The present study suggests that an up-regulation of eNOS in the renal microvasculature, resulting in an increased basal generation of NO, is responsible for the intrarenal vasodilation characteristic of early diabetes.
早期糖尿病患者的肾血流动力学特征为肾小球前和肾小球后血管舒张以及肾小球毛细血管压力升高,导致超滤过。尽管进行了深入研究,但糖尿病患者肾血管舒张的病因仍存在争议。本研究探讨了一氧化氮(NO)在链脲佐菌素诱导的糖尿病大鼠肾血管舒张中的争议性作用。
在肾微循环中,使用体内肾积水肾脏技术研究基础张力和对NO合酶阻断的反应。局部给予L-精氨酸类似物N-硝基-L-精氨酸甲酯(L-NAME)以避免全身血压影响造成混淆。

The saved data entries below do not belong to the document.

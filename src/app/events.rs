//! Core event bus
//!
//! Components publish what happened; front ends, exporters and tests
//! subscribe. Publishing never blocks and never fails: with no subscribers
//! the event is simply dropped.

use std::net::SocketAddr;
use std::sync::Arc;
use tokio::sync::broadcast;

use crate::scanner::active::{ScanProgress, ScanStatus};
use crate::scanner::alerts::Alert;

pub const DEFAULT_EVENT_CAPACITY: usize = 1024;

/// Core events
#[derive(Debug, Clone)]
pub enum CoreEvent {
    /// Proxy is accepting connections
    ProxyStarted { addr: SocketAddr },

    /// Listening socket closed
    ProxyStopped,

    /// Exchange recorded in history
    HistoryAdded {
        id: u64,
        method: String,
        url: String,
        status: Option<u16>,
    },

    /// Client rejected our certificate or spoke something other than TLS
    TlsHandshakeFailed { host: String, peer: SocketAddr, reason: String },

    /// CONNECT refused because no root material is loaded
    CaUnavailable { host: String, reason: String },

    /// Passive queue was full and messages went unscanned
    PassiveScanDegraded { dropped: u64 },

    AlertAdded(Arc<Alert>),

    AlertReplaced(Arc<Alert>),

    /// Every stored alert was removed
    AlertsCleared { removed: usize },

    /// Active scan job changed state
    ScanStateChanged { job_id: String, status: ScanStatus },

    /// Periodic active scan progress
    ScanProgress { job_id: String, progress: ScanProgress },
}

/// Broadcast channel shared by all components
#[derive(Debug, Clone)]
pub struct EventBus {
    tx: broadcast::Sender<CoreEvent>,
}

impl Default for EventBus {
    fn default() -> Self {
        Self::new(DEFAULT_EVENT_CAPACITY)
    }
}

impl EventBus {
    pub fn new(capacity: usize) -> Self {
        let (tx, _) = broadcast::channel(capacity.max(1));
        Self { tx }
    }

    pub fn publish(&self, event: CoreEvent) {
        // no subscribers is fine
        let _ = self.tx.send(event);
    }

    pub fn subscribe(&self) -> broadcast::Receiver<CoreEvent> {
        self.tx.subscribe()
    }

    pub fn subscriber_count(&self) -> usize {
        self.tx.receiver_count()
    }
}

#[cfg(test)]
mod tests {
    use super::*;

    #[tokio::test]
    async fn test_publish_without_subscribers_is_silent() {
        let bus = EventBus::new(4);
        bus.publish(CoreEvent::ProxyStopped);

        let mut rx = bus.subscribe();
        bus.publish(CoreEvent::PassiveScanDegraded { dropped: 3 });
        match rx.recv().await.unwrap() {
            CoreEvent::PassiveScanDegraded { dropped } => assert_eq!(dropped, 3),
            other => panic!("unexpected event {:?}", other),
        }
    }
}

通过免疫细胞化学在全肾中以及通过蛋白质印迹法在分离的肾血管树中研究内皮型NO合酶(eNOS)的表达。测量尿中亚硝酸盐/硝酸盐的排泄量。
与对照大鼠相比,糖尿病大鼠所有肾小球前和肾小球后血管均表现出明显的基础血管舒张。糖尿病血管对L-NAME的血管收缩反应明显增强。高剂量L-NAME后,糖尿病血管和对照血管的直径没有差异,表明基础血管舒张是由NO介导的。免疫细胞化学显示,eNOS的表达主要定位于肾小球前和肾小球后血管以及肾小球毛细血管的内皮中,并且在糖尿病肾脏中增加。对分离的肾血管树进行的蛋白质印迹显示糖尿病动物中eNOS蛋白表达上调。糖尿病大鼠尿中亚硝酸盐/硝酸盐的排泄量升高。
本研究表明,肾微血管中eNOS上调导致基础NO生成增加,这是早期糖尿病肾内血管舒张的原因。